Data to process

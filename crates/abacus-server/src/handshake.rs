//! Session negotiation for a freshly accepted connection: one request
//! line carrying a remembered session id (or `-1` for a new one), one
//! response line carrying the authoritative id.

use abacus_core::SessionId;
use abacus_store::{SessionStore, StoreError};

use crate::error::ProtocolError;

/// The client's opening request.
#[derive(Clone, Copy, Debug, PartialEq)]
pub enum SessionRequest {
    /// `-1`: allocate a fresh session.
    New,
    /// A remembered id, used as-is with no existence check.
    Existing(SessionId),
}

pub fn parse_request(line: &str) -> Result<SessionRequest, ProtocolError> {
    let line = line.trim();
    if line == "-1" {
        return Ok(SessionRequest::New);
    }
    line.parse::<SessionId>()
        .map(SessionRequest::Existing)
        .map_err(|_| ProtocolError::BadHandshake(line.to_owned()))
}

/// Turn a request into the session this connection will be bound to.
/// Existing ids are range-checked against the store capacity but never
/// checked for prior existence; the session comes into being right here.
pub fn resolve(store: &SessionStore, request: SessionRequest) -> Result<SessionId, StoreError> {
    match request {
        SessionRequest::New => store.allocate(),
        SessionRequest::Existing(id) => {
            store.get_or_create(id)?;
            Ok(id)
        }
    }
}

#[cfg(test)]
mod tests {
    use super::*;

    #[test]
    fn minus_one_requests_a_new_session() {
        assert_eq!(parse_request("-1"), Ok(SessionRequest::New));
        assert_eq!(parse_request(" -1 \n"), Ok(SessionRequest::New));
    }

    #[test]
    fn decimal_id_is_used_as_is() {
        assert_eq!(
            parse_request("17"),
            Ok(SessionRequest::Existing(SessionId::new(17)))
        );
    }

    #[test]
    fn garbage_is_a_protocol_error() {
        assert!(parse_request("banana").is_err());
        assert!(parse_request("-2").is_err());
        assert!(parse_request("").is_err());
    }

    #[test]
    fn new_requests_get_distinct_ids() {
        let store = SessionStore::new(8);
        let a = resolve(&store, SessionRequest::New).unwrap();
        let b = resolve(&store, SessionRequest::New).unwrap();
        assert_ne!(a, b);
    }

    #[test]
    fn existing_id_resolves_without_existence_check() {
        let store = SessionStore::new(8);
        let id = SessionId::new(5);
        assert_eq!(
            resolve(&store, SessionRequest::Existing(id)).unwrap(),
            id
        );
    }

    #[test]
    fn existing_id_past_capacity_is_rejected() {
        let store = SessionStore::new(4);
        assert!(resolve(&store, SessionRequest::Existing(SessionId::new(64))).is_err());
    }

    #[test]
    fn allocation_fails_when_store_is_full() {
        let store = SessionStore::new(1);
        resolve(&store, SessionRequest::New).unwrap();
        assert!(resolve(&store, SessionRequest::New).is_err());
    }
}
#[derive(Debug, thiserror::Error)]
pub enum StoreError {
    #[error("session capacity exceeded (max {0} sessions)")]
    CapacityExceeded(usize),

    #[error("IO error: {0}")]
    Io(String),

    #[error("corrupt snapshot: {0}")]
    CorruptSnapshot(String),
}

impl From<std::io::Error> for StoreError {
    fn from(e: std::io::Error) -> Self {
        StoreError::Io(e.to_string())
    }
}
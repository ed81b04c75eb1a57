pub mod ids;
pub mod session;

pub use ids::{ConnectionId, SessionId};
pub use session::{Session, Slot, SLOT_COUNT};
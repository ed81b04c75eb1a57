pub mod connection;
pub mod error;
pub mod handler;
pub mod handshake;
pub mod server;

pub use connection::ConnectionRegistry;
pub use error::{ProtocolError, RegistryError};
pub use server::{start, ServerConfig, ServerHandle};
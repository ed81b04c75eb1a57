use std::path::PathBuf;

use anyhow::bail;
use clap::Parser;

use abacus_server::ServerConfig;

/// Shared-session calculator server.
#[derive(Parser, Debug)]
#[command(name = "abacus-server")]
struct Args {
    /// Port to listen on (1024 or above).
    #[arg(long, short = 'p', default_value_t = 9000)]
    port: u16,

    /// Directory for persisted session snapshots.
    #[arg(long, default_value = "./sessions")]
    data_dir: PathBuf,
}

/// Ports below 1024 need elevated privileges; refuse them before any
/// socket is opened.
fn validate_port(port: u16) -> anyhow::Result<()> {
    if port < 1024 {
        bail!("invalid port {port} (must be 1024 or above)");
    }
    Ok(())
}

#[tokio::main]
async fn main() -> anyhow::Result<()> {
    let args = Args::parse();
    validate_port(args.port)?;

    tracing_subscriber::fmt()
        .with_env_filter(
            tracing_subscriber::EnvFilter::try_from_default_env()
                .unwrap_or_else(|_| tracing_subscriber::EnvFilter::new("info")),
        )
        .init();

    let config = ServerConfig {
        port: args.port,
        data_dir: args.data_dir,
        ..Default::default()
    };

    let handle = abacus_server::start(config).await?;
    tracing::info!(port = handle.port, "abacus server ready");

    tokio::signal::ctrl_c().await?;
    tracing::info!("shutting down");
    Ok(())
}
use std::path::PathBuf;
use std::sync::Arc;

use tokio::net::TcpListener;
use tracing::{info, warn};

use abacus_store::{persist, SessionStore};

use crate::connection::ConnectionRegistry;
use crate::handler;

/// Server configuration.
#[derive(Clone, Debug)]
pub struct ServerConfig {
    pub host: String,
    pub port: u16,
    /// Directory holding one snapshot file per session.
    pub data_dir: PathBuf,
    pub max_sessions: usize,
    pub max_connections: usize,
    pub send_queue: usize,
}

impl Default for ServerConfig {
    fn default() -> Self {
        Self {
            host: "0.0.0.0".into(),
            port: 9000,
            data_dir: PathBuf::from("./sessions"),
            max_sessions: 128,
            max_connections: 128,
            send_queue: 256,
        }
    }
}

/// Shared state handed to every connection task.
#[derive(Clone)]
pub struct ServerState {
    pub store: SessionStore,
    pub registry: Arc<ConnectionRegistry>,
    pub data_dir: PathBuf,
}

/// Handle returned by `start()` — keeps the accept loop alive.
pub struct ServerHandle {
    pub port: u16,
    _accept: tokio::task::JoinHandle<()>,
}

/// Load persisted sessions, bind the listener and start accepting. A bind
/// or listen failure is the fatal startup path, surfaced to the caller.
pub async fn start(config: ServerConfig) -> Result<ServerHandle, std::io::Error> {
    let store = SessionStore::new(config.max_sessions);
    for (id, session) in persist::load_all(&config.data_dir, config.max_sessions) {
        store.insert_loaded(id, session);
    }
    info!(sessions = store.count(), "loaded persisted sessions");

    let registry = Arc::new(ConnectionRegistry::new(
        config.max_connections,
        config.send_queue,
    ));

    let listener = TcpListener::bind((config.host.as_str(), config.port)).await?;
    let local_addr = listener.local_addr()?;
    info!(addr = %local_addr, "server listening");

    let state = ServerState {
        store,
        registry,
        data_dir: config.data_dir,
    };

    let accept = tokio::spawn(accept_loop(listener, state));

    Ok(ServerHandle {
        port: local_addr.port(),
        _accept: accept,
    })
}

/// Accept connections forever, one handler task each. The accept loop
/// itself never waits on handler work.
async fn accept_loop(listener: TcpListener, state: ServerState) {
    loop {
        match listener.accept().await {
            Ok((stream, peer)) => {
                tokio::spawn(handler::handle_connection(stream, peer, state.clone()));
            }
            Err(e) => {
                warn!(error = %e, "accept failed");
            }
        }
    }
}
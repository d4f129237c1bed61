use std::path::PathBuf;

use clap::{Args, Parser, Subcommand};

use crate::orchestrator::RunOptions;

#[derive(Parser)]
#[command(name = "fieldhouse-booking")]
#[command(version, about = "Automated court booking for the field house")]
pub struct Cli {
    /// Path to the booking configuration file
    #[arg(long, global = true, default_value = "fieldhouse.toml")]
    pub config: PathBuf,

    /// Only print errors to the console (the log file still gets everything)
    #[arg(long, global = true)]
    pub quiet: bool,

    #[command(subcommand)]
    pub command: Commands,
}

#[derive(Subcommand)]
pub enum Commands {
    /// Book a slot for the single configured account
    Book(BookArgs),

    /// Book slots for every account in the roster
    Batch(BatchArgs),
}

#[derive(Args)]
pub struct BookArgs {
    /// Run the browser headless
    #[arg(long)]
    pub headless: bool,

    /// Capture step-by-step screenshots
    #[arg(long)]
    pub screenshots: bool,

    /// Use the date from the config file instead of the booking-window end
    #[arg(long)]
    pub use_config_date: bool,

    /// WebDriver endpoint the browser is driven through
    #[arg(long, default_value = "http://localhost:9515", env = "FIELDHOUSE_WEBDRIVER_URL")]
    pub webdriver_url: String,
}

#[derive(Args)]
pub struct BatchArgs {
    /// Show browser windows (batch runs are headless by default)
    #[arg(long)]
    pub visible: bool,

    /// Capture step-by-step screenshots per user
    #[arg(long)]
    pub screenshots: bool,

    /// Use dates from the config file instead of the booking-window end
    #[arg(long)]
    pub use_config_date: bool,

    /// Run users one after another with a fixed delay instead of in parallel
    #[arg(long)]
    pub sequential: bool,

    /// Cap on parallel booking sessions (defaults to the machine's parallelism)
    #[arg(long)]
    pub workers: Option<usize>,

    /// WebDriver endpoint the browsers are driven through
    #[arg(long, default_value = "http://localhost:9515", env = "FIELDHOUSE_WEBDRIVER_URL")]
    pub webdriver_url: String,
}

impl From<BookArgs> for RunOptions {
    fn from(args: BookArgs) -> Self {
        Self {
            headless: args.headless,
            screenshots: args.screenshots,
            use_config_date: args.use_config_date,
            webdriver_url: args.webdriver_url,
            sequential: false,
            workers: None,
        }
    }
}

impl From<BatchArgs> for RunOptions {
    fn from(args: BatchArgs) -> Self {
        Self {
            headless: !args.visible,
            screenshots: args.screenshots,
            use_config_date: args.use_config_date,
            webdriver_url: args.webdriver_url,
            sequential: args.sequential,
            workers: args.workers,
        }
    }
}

Exercise aim
Only the lines above that hold "main" are wanted. Show every one of them.

Worked solution
#[tokio::main]
async fn main() -> anyhow::Result<()> {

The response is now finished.